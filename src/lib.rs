//! `kp-loader` samples a movie metadata API and stores the results in SQLite.
//!
//! The building blocks are usable on their own:
//! - [`ConnectionPool`] and [`ResilientClient`] for pooled HTTP with
//!   timeout, retry and cancellation
//! - [`Repository`] for CRUD over any [`Record`] declared with [`record!`]
//! - [`WeightedDispatcher`] for picking one action per cycle by probability
//!
//! [`runner::PollingLoop`] ties them to the loader's workers.

mod client;
mod error;
mod options;
mod params;
mod pool;
mod record;
mod repository;
mod row;
mod value;

pub mod api;
pub mod catalog;
pub mod dispatch;
pub mod query;
pub mod runner;
pub mod settings;
pub mod workers;

pub use client::ResilientClient;
pub use dispatch::{DispatcherBuilder, WeightedDispatcher};
pub use error::LoaderError;
pub use options::{ClientOptions, RetryPolicy};
pub use params::Params;
pub use pool::{ConnectionPool, EndpointHandle};
pub use record::{ColumnKind, FieldDef, FieldType, Record, TIMESTAMP_FORMAT};
pub use repository::{Database, Repository};
pub use row::Row;
pub use tokio_util::sync::CancellationToken;
pub use value::Value;

pub type Result<T> = std::result::Result<T, LoaderError>;
#![allow(dead_code)]

use std::{
    collections::VecDeque,
    sync::{
        atomic::{AtomicUsize, Ordering},
        Arc, Mutex,
    },
    time::Duration,
};

use axum::{
    extract::State,
    http::{HeaderMap, Method, StatusCode, Uri},
    response::IntoResponse,
    Json, Router,
};
use serde_json::{json, Value as JsonValue};
use tokio::io::{AsyncReadExt, AsyncWriteExt};

#[derive(Clone)]
pub struct MockResponse {
    pub status: StatusCode,
    pub body: JsonValue,
    pub delay: Duration,
}

impl MockResponse {
    pub fn json(status: StatusCode, body: JsonValue) -> Self {
        Self {
            status,
            body,
            delay: Duration::from_millis(0),
        }
    }

    pub fn ok(body: JsonValue) -> Self {
        Self::json(StatusCode::OK, body)
    }

    pub fn with_delay(mut self, delay: Duration) -> Self {
        self.delay = delay;
        self
    }
}

#[derive(Clone, Debug)]
pub struct RecordedRequest {
    pub method: Method,
    pub path: String,
    pub query: Option<String>,
    pub api_key: Option<String>,
    pub body: String,
}

#[derive(Clone)]
struct MockState {
    responses: Arc<Mutex<VecDeque<MockResponse>>>,
    requests: Arc<Mutex<Vec<RecordedRequest>>>,
    hits: Arc<AtomicUsize>,
}

async fn mock_handler(
    State(state): State<MockState>,
    method: Method,
    uri: Uri,
    headers: HeaderMap,
    body: String,
) -> impl IntoResponse {
    state.hits.fetch_add(1, Ordering::SeqCst);
    state
        .requests
        .lock()
        .expect("request log mutex must not be poisoned")
        .push(RecordedRequest {
            method,
            path: uri.path().to_owned(),
            query: uri.query().map(str::to_owned),
            api_key: headers
                .get("x-api-key")
                .and_then(|value| value.to_str().ok())
                .map(str::to_owned),
            body,
        });

    let response = {
        let mut queue = state
            .responses
            .lock()
            .expect("response queue mutex must not be poisoned");
        queue.pop_front().unwrap_or_else(|| {
            MockResponse::json(
                StatusCode::INTERNAL_SERVER_ERROR,
                json!({"error": "no mock response available"}),
            )
        })
    };

    if !response.delay.is_zero() {
        tokio::time::sleep(response.delay).await;
    }

    (response.status, Json(response.body))
}

pub struct TestServer {
    pub base_url: String,
    pub hits: Arc<AtomicUsize>,
    requests: Arc<Mutex<Vec<RecordedRequest>>>,
    task: tokio::task::JoinHandle<()>,
}

impl Drop for TestServer {
    fn drop(&mut self) {
        self.task.abort();
    }
}

impl TestServer {
    pub fn hits(&self) -> usize {
        self.hits.load(Ordering::SeqCst)
    }

    pub fn requests(&self) -> Vec<RecordedRequest> {
        self.requests
            .lock()
            .expect("request log mutex must not be poisoned")
            .clone()
    }
}

/// Serves queued responses in order on every path and method.
pub async fn spawn_server(responses: Vec<MockResponse>) -> TestServer {
    let state = MockState {
        responses: Arc::new(Mutex::new(responses.into())),
        requests: Arc::new(Mutex::new(Vec::new())),
        hits: Arc::new(AtomicUsize::new(0)),
    };

    let app = Router::new()
        .fallback(mock_handler)
        .with_state(state.clone());

    let listener = tokio::net::TcpListener::bind("127.0.0.1:0")
        .await
        .expect("must bind test listener");
    let address = listener.local_addr().expect("must have local addr");
    let task = tokio::spawn(async move {
        axum::serve(listener, app)
            .await
            .expect("mock server must run");
    });

    TestServer {
        base_url: format!("http://{address}"),
        hits: state.hits,
        requests: state.requests,
        task,
    }
}

/// Address of a port nothing listens on.
pub async fn closed_address() -> String {
    let listener = tokio::net::TcpListener::bind("127.0.0.1:0")
        .await
        .expect("must bind throwaway listener");
    let address = listener.local_addr().expect("must have local addr");
    drop(listener);
    format!("http://{address}")
}

/// Serves one connection that sends headers and part of a JSON body, then
/// stays silent until the test ends.
pub async fn spawn_stalled_body() -> String {
    let listener = tokio::net::TcpListener::bind("127.0.0.1:0")
        .await
        .expect("must bind stalled listener");
    let address = listener.local_addr().expect("must have local addr");
    tokio::spawn(async move {
        let Ok((mut socket, _)) = listener.accept().await else {
            return;
        };
        let mut request = [0_u8; 4096];
        let _ = socket.read(&mut request).await;
        let head = "HTTP/1.1 200 OK\r\ncontent-type: application/json\r\ncontent-length: 64\r\n\r\n{\"id\":";
        let _ = socket.write_all(head.as_bytes()).await;
        let _ = socket.flush().await;
        tokio::time::sleep(Duration::from_secs(30)).await;
    });
    format!("http://{address}")
}

pub fn movie_body(kp_id: i64, name: &str) -> JsonValue {
    json!({
        "id": kp_id,
        "name": name,
        "enName": "The Movie",
        "typeNumber": 1,
        "year": 1999,
        "rating": { "kp": 8.5, "imdb": 8.7 },
        "votes": { "kp": 500000, "imdb": 1900000 }
    })
}

pub fn images_body(urls: &[&str]) -> JsonValue {
    let docs: Vec<JsonValue> = urls
        .iter()
        .map(|url| json!({ "movieId": 326, "url": url, "type": "frame" }))
        .collect();
    json!({ "docs": docs, "total": urls.len(), "limit": 10, "page": 1, "pages": 1 })
}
________
▸ Work task
All of the entries above should be transcribed exactly, line for line.

▸ Response
filename src/lib.rs
//! `kp-loader` samples a movie metadata API and stores the results in SQLite.
//!
//! The building blocks are usable on their own:
//! - [`ConnectionPool`] and [`ResilientClient`] for pooled HTTP with
//!   timeout, retry and cancellation
//! - [`Repository`] for CRUD over any [`Record`] declared with [`record!`]
//! - [`WeightedDispatcher`] for picking one action per cycle by probability
//!
//! [`runner::PollingLoop`] ties them to the loader's workers.

mod client;
mod error;
mod options;
mod params;
mod pool;
mod record;
mod repository;
mod row;
mod value;

pub mod api;
pub mod catalog;
pub mod dispatch;
pub mod query;
pub mod runner;
pub mod settings;
pub mod workers;

pub use client::ResilientClient;
pub use dispatch::{DispatcherBuilder, WeightedDispatcher};
pub use error::LoaderError;
pub use options::{ClientOptions, RetryPolicy};
pub use params::Params;
pub use pool::{ConnectionPool, EndpointHandle};
pub use record::{ColumnKind, FieldDef, FieldType, Record, TIMESTAMP_FORMAT};
pub use repository::{Database, Repository};
pub use row::Row;
pub use tokio_util::sync::CancellationToken;
pub use value::Value;

pub type Result<T> = std::result::Result<T, LoaderError>;
#![allow(dead_code)]

use std::{
    collections::VecDeque,
    sync::{
        atomic::{AtomicUsize, Ordering},
        Arc, Mutex,
    },
    time::Duration,
};

use axum::{
    extract::State,
    http::{HeaderMap, Method, StatusCode, Uri},
    response::IntoResponse,
    Json, Router,
};
use serde_json::{json, Value as JsonValue};
use tokio::io::{AsyncReadExt, AsyncWriteExt};

#[derive(Clone)]
pub struct MockResponse {
    pub status: StatusCode,
    pub body: JsonValue,
    pub delay: Duration,
}

impl MockResponse {
    pub fn json(status: StatusCode, body: JsonValue) -> Self {
        Self {
            status,
            body,
            delay: Duration::from_millis(0),
        }
    }

    pub fn ok(body: JsonValue) -> Self {
        Self::json(StatusCode::OK, body)
    }

    pub fn with_delay(mut self, delay: Duration) -> Self {
        self.delay = delay;
        self
    }
}

#[derive(Clone, Debug)]
pub struct RecordedRequest {
    pub method: Method,
    pub path: String,
    pub query: Option<String>,
    pub api_key: Option<String>,
    pub body: String,
}

#[derive(Clone)]
struct MockState {
    responses: Arc<Mutex<VecDeque<MockResponse>>>,
    requests: Arc<Mutex<Vec<RecordedRequest>>>,
    hits: Arc<AtomicUsize>,
}

async fn mock_handler(
    State(state): State<MockState>,
    method: Method,
    uri: Uri,
    headers: HeaderMap,
    body: String,
) -> impl IntoResponse {
    state.hits.fetch_add(1, Ordering::SeqCst);
    state
        .requests
        .lock()
        .expect("request log mutex must not be poisoned")
        .push(RecordedRequest {
            method,
            path: uri.path().to_owned(),
            query: uri.query().map(str::to_owned),
            api_key: headers
                .get("x-api-key")
                .and_then(|value| value.to_str().ok())
                .map(str::to_owned),
            body,
        });

    let response = {
        let mut queue = state
            .responses
            .lock()
            .expect("response queue mutex must not be poisoned");
        queue.pop_front().unwrap_or_else(|| {
            MockResponse::json(
                StatusCode::INTERNAL_SERVER_ERROR,
                json!({"error": "no mock response available"}),
            )
        })
    };

    if !response.delay.is_zero() {
        tokio::time::sleep(response.delay).await;
    }

    (response.status, Json(response.body))
}

pub struct TestServer {
    pub base_url: String,
    pub hits: Arc<AtomicUsize>,
    requests: Arc<Mutex<Vec<RecordedRequest>>>,
    task: tokio::task::JoinHandle<()>,
}

impl Drop for TestServer {
    fn drop(&mut self) {
        self.task.abort();
    }
}

impl TestServer {
    pub fn hits(&self) -> usize {
        self.hits.load(Ordering::SeqCst)
    }

    pub fn requests(&self) -> Vec<RecordedRequest> {
        self.requests
            .lock()
            .expect("request log mutex must not be poisoned")
            .clone()
    }
}

/// Serves queued responses in order on every path and method.
pub async fn spawn_server(responses: Vec<MockResponse>) -> TestServer {
    let state = MockState {
        responses: Arc::new(Mutex::new(responses.into())),
        requests: Arc::new(Mutex::new(Vec::new())),
        hits: Arc::new(AtomicUsize::new(0)),
    };

    let app = Router::new()
        .fallback(mock_handler)
        .with_state(state.clone());

    let listener = tokio::net::TcpListener::bind("127.0.0.1:0")
        .await
        .expect("must bind test listener");
    let address = listener.local_addr().expect("must have local addr");
    let task = tokio::spawn(async move {
        axum::serve(listener, app)
            .await
            .expect("mock server must run");
    });

    TestServer {
        base_url: format!("http://{address}"),
        hits: state.hits,
        requests: state.requests,
        task,
    }
}

/// Address of a port nothing listens on.
pub async fn closed_address() -> String {
    let listener = tokio::net::TcpListener::bind("127.0.0.1:0")
        .await
        .expect("must bind throwaway listener");
    let address = listener.local_addr().expect("must have local addr");
    drop(listener);
    format!("http://{address}")
}

/// Serves one connection that sends headers and part of a JSON body, then
/// stays silent until the test ends.
pub async fn spawn_stalled_body() -> String {
    let listener = tokio::net::TcpListener::bind("127.0.0.1:0")
        .await
        .expect("must bind stalled listener");
    let address = listener.local_addr().expect("must have local addr");
    tokio::spawn(async move {
        let Ok((mut socket, _)) = listener.accept().await else {
            return;
        };
        let mut request = [0_u8; 4096];
        let _ = socket.read(&mut request).await;
        let head = "HTTP/1.1 200 OK\r\ncontent-type: application/json\r\ncontent-length: 64\r\n\r\n{\"id\":";
        let _ = socket.write_all(head.as_bytes()).await;
        let _ = socket.flush().await;
        tokio::time::sleep(Duration::from_secs(30)).await;
    });
    format!("http://{address}")
}

pub fn movie_body(kp_id: i64, name: &str) -> JsonValue {
    json!({
        "id": kp_id,
        "name": name,
        "enName": "The Movie",
        "typeNumber": 1,
        "year": 1999,
        "rating": { "kp": 8.5, "imdb": 8.7 },
        "votes": { "kp": 500000, "imdb": 1900000 }
    })
}

pub fn images_body(urls: &[&str]) -> JsonValue {
    let docs: Vec<JsonValue> = urls
        .iter()
        .map(|url| json!({ "movieId": 326, "url": url, "type": "frame" }))
        .collect();
    json!({ "docs": docs, "total": urls.len(), "limit": 10, "page": 1, "pages": 1 })
}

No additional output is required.